• _Task statement_: Please restate word for word the line holding "responses for tests" and every following line through the end of the entries.

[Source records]
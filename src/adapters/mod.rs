//! Concrete implementations of the traits in `crate::traits`.
//!
//! - [`ReqwestHttpClient`] - HTTP client using reqwest
//! - [`mock::MockHttpClient`] - scripted responses for tests

pub mod mock;
pub mod reqwest_http;

pub use mock::MockHttpClient;
pub use reqwest_http::ReqwestHttpClient;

• _Exercise answer_:
//! - [`mock::MockHttpClient`] - scripted responses for tests

pub mod mock;
pub mod reqwest_http;

pub use mock::MockHttpClient;
pub use reqwest_http::ReqwestHttpClient;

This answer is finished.